İyi olan yanı; kendi değeriniz hakkında tumturaklı bilgiye sahip olursunuz, yeni ilişkilerinizi öz değer ve öz saygınızı zedelemeyecek zeminde kurarsınız. 

Beşinci hal: Korkarak sevenler

Bu insanlar gerçekten çok severler, hatta sevgileri yüzünden derin acılar yaşarlar. Sevmelerine bağlı olarak çektikleri acıları dışarıya neredeyse hiç yansıtmazlar. O kadar ki, size hiç değer vermiyormuş gibi hissettirdikleri bir çok olayla karşılaşırsınız. 

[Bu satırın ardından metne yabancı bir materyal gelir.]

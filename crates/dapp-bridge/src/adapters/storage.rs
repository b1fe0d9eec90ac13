//! Durable storage adapters.

use crate::ports::outbound::{DurableStorage, StorageError};
use dashmap::DashMap;

/// Process-local key/value store.
#[derive(Debug, Default)]
pub struct InMemoryStorage {
    items: DashMap<String, String>,
}

impl InMemoryStorage {
    pub fn new() -> Self {
        Self::default()
    }

    pub fn len(&self) -> usize {
        self.items.len()
    }

    pub fn is_empty(&self) -> bool {
        self.items.is_empty()
    }
}

impl DurableStorage for InMemoryStorage {
    fn get_item(&self, key: &str) -> Result<Option<String>, StorageError> {
        Ok(self.items.get(key).map(|v| v.value().clone()))
    }

    fn set_item(&self, key: &str, value: &str) -> Result<(), StorageError> {
        self.items.insert(key.to_string(), value.to_string());
        Ok(())
    }

    fn remove_item(&self, key: &str) -> Result<(), StorageError> {
        self.items.remove(key);
        Ok(())
    }
}

/// Storage that refuses every operation (sandboxed frames, disabled storage).
#[derive(Debug, Clone)]
pub struct UnavailableStorage {
    reason: String,
}

impl UnavailableStorage {
    pub fn new(reason: impl Into<String>) -> Self {
        Self {
            reason: reason.into(),
        }
    }
}

impl DurableStorage for UnavailableStorage {
    fn get_item(&self, _key: &str) -> Result<Option<String>, StorageError> {
        Err(StorageError::Unavailable(self.reason.clone()))
    }

    fn set_item(&self, key: &str, _value: &str) -> Result<(), StorageError> {
        Err(StorageError::WriteRejected {
            key: key.to_string(),
            reason: self.reason.clone(),
        })
    }

    fn remove_item(&self, _key: &str) -> Result<(), StorageError> {
        Err(StorageError::Unavailable(self.reason.clone()))
    }
}
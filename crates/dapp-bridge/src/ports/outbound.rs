//! Outbound ports: what the bridge needs from its host environment.

/// One-way text channel to the native host.
///
/// Mirrors the webview substrate: post a string, get no reply. Replies come
/// back later through the host-callable entry points.
pub trait HostChannel: Send + Sync {
    /// Post one serialized envelope to the host.
    fn post_message(&self, message: &str) -> Result<(), ChannelError>;
}

/// Page-scoped durable key/value storage (the page's local storage).
///
/// Best-effort only: every caller tolerates failures.
pub trait DurableStorage: Send + Sync {
    fn get_item(&self, key: &str) -> Result<Option<String>, StorageError>;

    fn set_item(&self, key: &str, value: &str) -> Result<(), StorageError>;

    fn remove_item(&self, key: &str) -> Result<(), StorageError>;
}

/// Host channel errors
#[derive(Debug, Clone, PartialEq, Eq, thiserror::Error)]
pub enum ChannelError {
    #[error("channel closed")]
    Closed,
    #[error("send failed: {0}")]
    SendFailed(String),
}

/// Durable storage errors
#[derive(Debug, Clone, PartialEq, Eq, thiserror::Error)]
pub enum StorageError {
    #[error("storage not available: {0}")]
    Unavailable(String),
    #[error("storage write rejected for key '{key}': {reason}")]
    WriteRejected { key: String, reason: String },
}
//! # Bridge Telemetry
//!
//! Logging for the provider bridge.
//!
//! ## Components
//!
//! - `EnvFilter` driven by `BRIDGE_LOG_LEVEL` / `RUST_LOG`
//! - Console output, pretty or JSON
//! - [`HostLogLayer`]: every record flattened to one line and posted to the
//!   native host through a [`LogSink`]
//!
//! ## Usage
//!
//! ```rust,ignore
//! use bridge_telemetry::{init_telemetry, TelemetryConfig};
//!
//! let config = TelemetryConfig::from_env();
//! let _guard = init_telemetry(&config, Some(host_sink)).expect("Failed to init telemetry");
//! ```
//!
//! ## Environment Variables
//!
//! | Variable | Default | Description |
//! |----------|---------|-------------|
//! | `BRIDGE_LOG_LEVEL` | `info` | Log level filter (falls back to `RUST_LOG`) |
//! | `BRIDGE_CONSOLE_OUTPUT` | `true` | Console output |
//! | `BRIDGE_JSON_LOGS` | `false` | JSON console output |
//! | `BRIDGE_SERVICE_NAME` | `dapp-bridge` | Service name |

mod config;
mod setup;
mod sink;

pub use config::TelemetryConfig;
pub use setup::build_subscriber;
pub use sink::{BufferSink, HostLogLayer, LogSink};

use std::sync::Arc;
use thiserror::Error;
use tracing_subscriber::util::SubscriberInitExt;

/// Telemetry initialization errors
#[derive(Error, Debug)]
pub enum TelemetryError {
    #[error("Invalid log filter: {0}")]
    Filter(String),

    #[error("Failed to install global subscriber: {0}")]
    Install(String),
}

/// Install the global subscriber.
///
/// Returns a guard to hold for the lifetime of the bridge. Fails if a global
/// subscriber is already installed.
pub fn init_telemetry(
    config: &TelemetryConfig,
    sink: Option<Arc<dyn LogSink>>,
) -> Result<TelemetryGuard, TelemetryError> {
    let host_sink = sink.is_some();
    build_subscriber(config, sink)?
        .try_init()
        .map_err(|e| TelemetryError::Install(e.to_string()))?;

    tracing::info!(
        service = %config.service_name,
        log_level = %config.log_level,
        host_sink = host_sink,
        "Telemetry initialized"
    );

    Ok(TelemetryGuard {
        service_name: config.service_name.clone(),
    })
}

/// Guard that keeps telemetry active.
pub struct TelemetryGuard {
    service_name: String,
}

impl Drop for TelemetryGuard {
    fn drop(&mut self) {
        tracing::info!(service = %self.service_name, "Shutting down telemetry...");
    }
}
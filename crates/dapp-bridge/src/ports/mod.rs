//! Ports (hexagonal boundaries).
//!
//! Inbound ports are what the host calls; outbound ports are what the bridge
//! needs from the host.

pub mod inbound;
pub mod outbound;

pub use inbound::{ConnectFuture, HostCompletion, HostControl};
pub use outbound::{ChannelError, DurableStorage, HostChannel, StorageError};
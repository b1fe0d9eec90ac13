//! Subscriber assembly.
//!
//! Registry + `EnvFilter`, with an optional console layer (pretty or JSON) and
//! an optional [`HostLogLayer`].

use crate::sink::{HostLogLayer, LogSink};
use crate::{TelemetryConfig, TelemetryError};
use std::sync::Arc;
use tracing::Subscriber;
use tracing_subscriber::layer::SubscriberExt;
use tracing_subscriber::{EnvFilter, Layer, Registry};

type BoxedLayer = Box<dyn Layer<Registry> + Send + Sync>;

/// Build the subscriber without installing it.
pub fn build_subscriber(
    config: &TelemetryConfig,
    sink: Option<Arc<dyn LogSink>>,
) -> Result<impl Subscriber + Send + Sync + 'static, TelemetryError> {
    let env_filter = EnvFilter::try_new(&config.log_level)
        .map_err(|e| TelemetryError::Filter(e.to_string()))?;

    let console = config.console_output.then(|| console_layer(config.json_logs));
    let host = sink.map(HostLogLayer::new);

    Ok(tracing_subscriber::registry()
        .with(console)
        .with(host)
        .with(env_filter))
}

fn console_layer(json: bool) -> BoxedLayer {
    if json {
        // JSON output for log collectors
        tracing_subscriber::fmt::layer()
            .json()
            .with_target(true)
            .with_thread_ids(true)
            .boxed()
    } else {
        // Pretty output for development
        tracing_subscriber::fmt::layer()
            .with_target(true)
            .with_thread_ids(false)
            .with_file(false)
            .with_line_number(false)
            .with_ansi(true)
            .boxed()
    }
}
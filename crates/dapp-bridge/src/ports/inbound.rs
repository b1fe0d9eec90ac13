//! # Inbound Ports
//!
//! Entry points the native host calls into.
//!
//! | Port | Implemented by | Purpose |
//! |------|----------------|---------|
//! | `HostCompletion` | `HostBridge` | complete forwarded requests |
//! | `HostControl` | `Controller` | push chain/account changes and events |
//!
//! None of these return errors: failures are logged and contained inside the
//! bridge.

use crate::domain::chain::ChainDescriptor;
use crate::domain::events::DispatchReport;
use crate::domain::pending::{CompletionOutcome, HostResult};
use serde_json::Value;
use std::future::Future;
use std::pin::Pin;

/// Remaining work of an auto-connect sequence.
pub type ConnectFuture = Pin<Box<dyn Future<Output = ()> + Send + 'static>>;

/// Host-side completion of forwarded requests.
pub trait HostCompletion: Send + Sync {
    /// Complete a pending request with a result.
    ///
    /// Unknown ids are a no-op. A `HostResult::Text` that is not valid JSON
    /// leaves the request pending.
    fn resolve_request(&self, id: &str, result: HostResult) -> CompletionOutcome;

    /// Fail a pending request. `message` reaches the page caller verbatim.
    fn reject_request(&self, id: &str, message: &str) -> CompletionOutcome;

    /// Text form of the two calls above: `{"id","result"}` or `{"id","error"}`.
    fn dispatch_host_message(&self, text: &str) -> CompletionOutcome;
}

/// Host-side control of provider state.
pub trait HostControl: Send + Sync {
    /// Replace the chain descriptor; fires `chainChanged` if the id changed.
    fn set_chain(&self, chain: ChainDescriptor);

    /// Change only the chain id; fires `chainChanged` if it changed.
    fn switch_chain(&self, chain_id: &str);

    /// Select an account; fires `accountsChanged` then `connect`.
    fn set_account(&self, address: &str);

    /// Drop the selected account; fires `accountsChanged([])` then
    /// `disconnect`.
    fn clear_account(&self);

    /// Set chain and account without events, then run the connect handshake.
    fn auto_connect(&self, chain_id: &str, address: &str) -> ConnectFuture;

    /// Fire `name` with `data`. Unknown names are ignored (`None`).
    fn trigger_event(&self, name: &str, data: Value) -> Option<DispatchReport>;
}
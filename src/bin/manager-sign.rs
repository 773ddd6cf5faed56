//! manager-sign command line tool

use anyhow::Context;
use clap::{Parser, Subcommand};
use manager_sign::api::{self, CheckResult, ListEntry};
use manager_sign::exit_codes::{EXIT_ERROR, EXIT_INVALID_ARGS, EXIT_PANIC, EXIT_SUCCESS};
use manager_sign::logger::JsonLogger;
use manager_sign::utils::parse_size;
use manager_sign::{Fingerprint, KeyRegistry, ManagerSignError, SignerProfile};
use std::{panic, path::PathBuf, process};

#[derive(Parser, Debug)]
#[command(
    name = "manager-sign",
    version = manager_sign::version::VERSION,
    about = "Check signer fingerprints against known root manager signers"
)]
struct Args {
    /// Log level (trace, debug, info, warn, error, or json:<level>)
    #[arg(long, global = true)]
    log_level: Option<String>,

    /// JSON file with the dynamic sign size and hash
    #[arg(long, global = true)]
    dynamic_config: Option<PathBuf>,

    /// Print results as JSON
    #[arg(long, global = true)]
    json: bool,

    #[command(subcommand)]
    command: Command,
}

#[derive(Subcommand, Debug)]
enum Command {
    /// List known signer profiles
    List {
        /// Only show one profile (shirkneko, resukisu, other)
        #[arg(long, value_parser = parse_profile_arg)]
        profile: Option<SignerProfile>,
    },

    /// Check an observed size and SHA-256 pair
    Check {
        /// Blob size, decimal or 0x-prefixed hex
        #[arg(long, value_parser = parse_size_arg)]
        size: u32,

        /// Hex SHA-256 of the blob
        #[arg(long)]
        hash: String,
    },

    /// Hash a signer blob (e.g. a DER certificate) and check it
    Fingerprint {
        /// Path to the extracted signer blob
        path: PathBuf,
    },

    /// Print full version information
    Version,
}

fn parse_size_arg(value: &str) -> Result<u32, String> {
    parse_size(value).map_err(|e| e.to_string())
}

fn parse_profile_arg(value: &str) -> Result<SignerProfile, String> {
    value.parse::<SignerProfile>().map_err(|e| e.to_string())
}

/// Help and version output are not failures
fn arg_error_exit_code(err: &clap::Error) -> i32 {
    if err.use_stderr() {
        EXIT_INVALID_ARGS
    } else {
        EXIT_SUCCESS
    }
}

/// Exit code of the innermost crate error, if any survived the context chain
fn error_exit_code(err: &anyhow::Error) -> i32 {
    err.downcast_ref::<ManagerSignError>()
        .map(ManagerSignError::exit_code)
        .unwrap_or(EXIT_ERROR)
}

fn main() {
    panic::set_hook(Box::new(|panic_info| {
        eprintln!("PANIC: {}", panic_info);
        process::exit(EXIT_PANIC);
    }));

    let result = panic::catch_unwind(run);

    match result {
        Ok(exit_code) => process::exit(exit_code),
        Err(_) => {
            eprintln!("Fatal: Unhandled panic in manager-sign");
            process::exit(EXIT_PANIC);
        }
    }
}

fn run() -> i32 {
    let args = match Args::try_parse() {
        Ok(args) => args,
        Err(e) => {
            let _ = e.print();
            return arg_error_exit_code(&e);
        }
    };

    if let Some(ref level) = args.log_level {
        JsonLogger::init_with_level(level);
    } else {
        JsonLogger::init();
    }

    match execute(&args) {
        Ok(code) => code,
        Err(e) => {
            log::error!("{e:#}");
            eprintln!("Error: {e:#}");
            error_exit_code(&e)
        }
    }
}

fn execute(args: &Args) -> anyhow::Result<i32> {
    if let Command::Version = args.command {
        println!("manager-sign {}", manager_sign::version::full_version());
        return Ok(EXIT_SUCCESS);
    }

    let registry = match args.dynamic_config.as_deref() {
        Some(path) => api::load_registry(Some(path))
            .with_context(|| format!("loading dynamic sign config {}", path.display()))?,
        None => api::load_registry(None).context("reading dynamic sign environment")?,
    };

    match &args.command {
        Command::List { profile } => {
            let entries = api::list_profiles(&registry, *profile);
            if args.json {
                println!("{}", serde_json::to_string_pretty(&entries)?);
            } else {
                print_entries(&entries, &registry);
            }
            Ok(EXIT_SUCCESS)
        }
        Command::Check { size, hash } => {
            let fingerprint = Fingerprint::new(*size, hash)?;
            let result = api::check_fingerprint(&registry, &fingerprint);
            report(&result, args.json)
        }
        Command::Fingerprint { path } => {
            let result = api::fingerprint_file(&registry, path)
                .with_context(|| format!("fingerprinting {}", path.display()))?;
            report(&result, args.json)
        }
        Command::Version => Ok(EXIT_SUCCESS),
    }
}

fn print_entries(entries: &[ListEntry], registry: &KeyRegistry) {
    for entry in entries {
        println!(
            "{:<20} size=0x{:03x} ({:>4}) sha256={}{}",
            entry.name,
            entry.size,
            entry.size,
            entry.sha256,
            if entry.active { "" } else { "  [placeholder]" }
        );
    }
    if !registry.is_dynamic_enabled() {
        println!("Dynamic sign: not configured");
    }
}

fn report(result: &CheckResult, json: bool) -> anyhow::Result<i32> {
    if json {
        println!("{}", serde_json::to_string_pretty(result)?);
    } else {
        match result.profile {
            Some(profile) => println!(
                "✅ size=0x{:x} sha256={} matches {}",
                result.size, result.sha256, profile
            ),
            None => println!(
                "❌ size=0x{:x} sha256={} matches no known signer",
                result.size, result.sha256
            ),
        }
    }

    Ok(result.exit_code())
}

Peki, nasıl olur da bu kadar çok severken bu kadar değersiz hissettirirler? Tüm benliklerini saran korkunun içine sıkışıp kalmışlardır. Sevgi adına eyleme geçmeye korkarlar. Siz ne kadar hazır ve nazır olursanız olun, onlar asla sizin için adım atmazlar. Kaybetme korkusu, rezil olma korkusu, karşılık bulama korkusu gibi korku silsilelerinin içinde yaşıyorlardır. 

Asla sahip olamayacaklarını, tercih edilmeyeceklerini ve çabalarının karşılık bulamayacağına inanırlar. Bu yüzden hiç bir şekilde sizin için harekete geçmezler.

Muhtemelen en çok sevdiklerinin her zaman tüm sorumluluğunu almak ve hayatlarından vazgeçmek zorunda kalmış olanlardır. Sevgilerinin sorumluluğunu aldıkları zaman, sevgilerini gösterdikleri zaman “yapmaları gerekenler”  düşüncesine takılı kalırlar ve sorumluluk almaktan  korkarak kapanırlar. 

Savunma mekanizmaları çok güçlüdür, karşınıza her çıktıklarında bir savunma kalkan daha eklemiş olurlar. Korkuları arttıkça kalkanları da çoğalır.

Tehlikeli olan şudur; sezgisel olarak sevildiğinizi hissettiğiniz için sürekli anlayış göstermeye eğilimli olursunuz. Sonuç olarak almadan vermeye alışırsınız, bir gün size birisi sevgi davranışı gösterdiğinde afallarsınız, yanlış tercihlerde bulunmanız an meselesidir.

İyi olan yanı; sezgilerininizin doğru olduğunu öğretirler.

Nasıl sevmeli?

Her insan hem bu beş hale benzer hem beş benzemezle sever. Her biri biraz ben, biraz siz, biraz diğerleri. 

Hiç biri doğru değil. Şayet biz sevmede bir noktaya ulaşmak istiyorsak, koşulsuz sevme haline ulaşmayı hedeflemeliyiz. Karşımızdaki bizi her nasıl severse sevsin, hiç sarsılmayan ve tükenmeyen bir noktada onun gerçekliğini görüp, sevmeye devam edebildiğimizde sevgi enerjisini tam olarak hayatımıza almış oluyoruz. 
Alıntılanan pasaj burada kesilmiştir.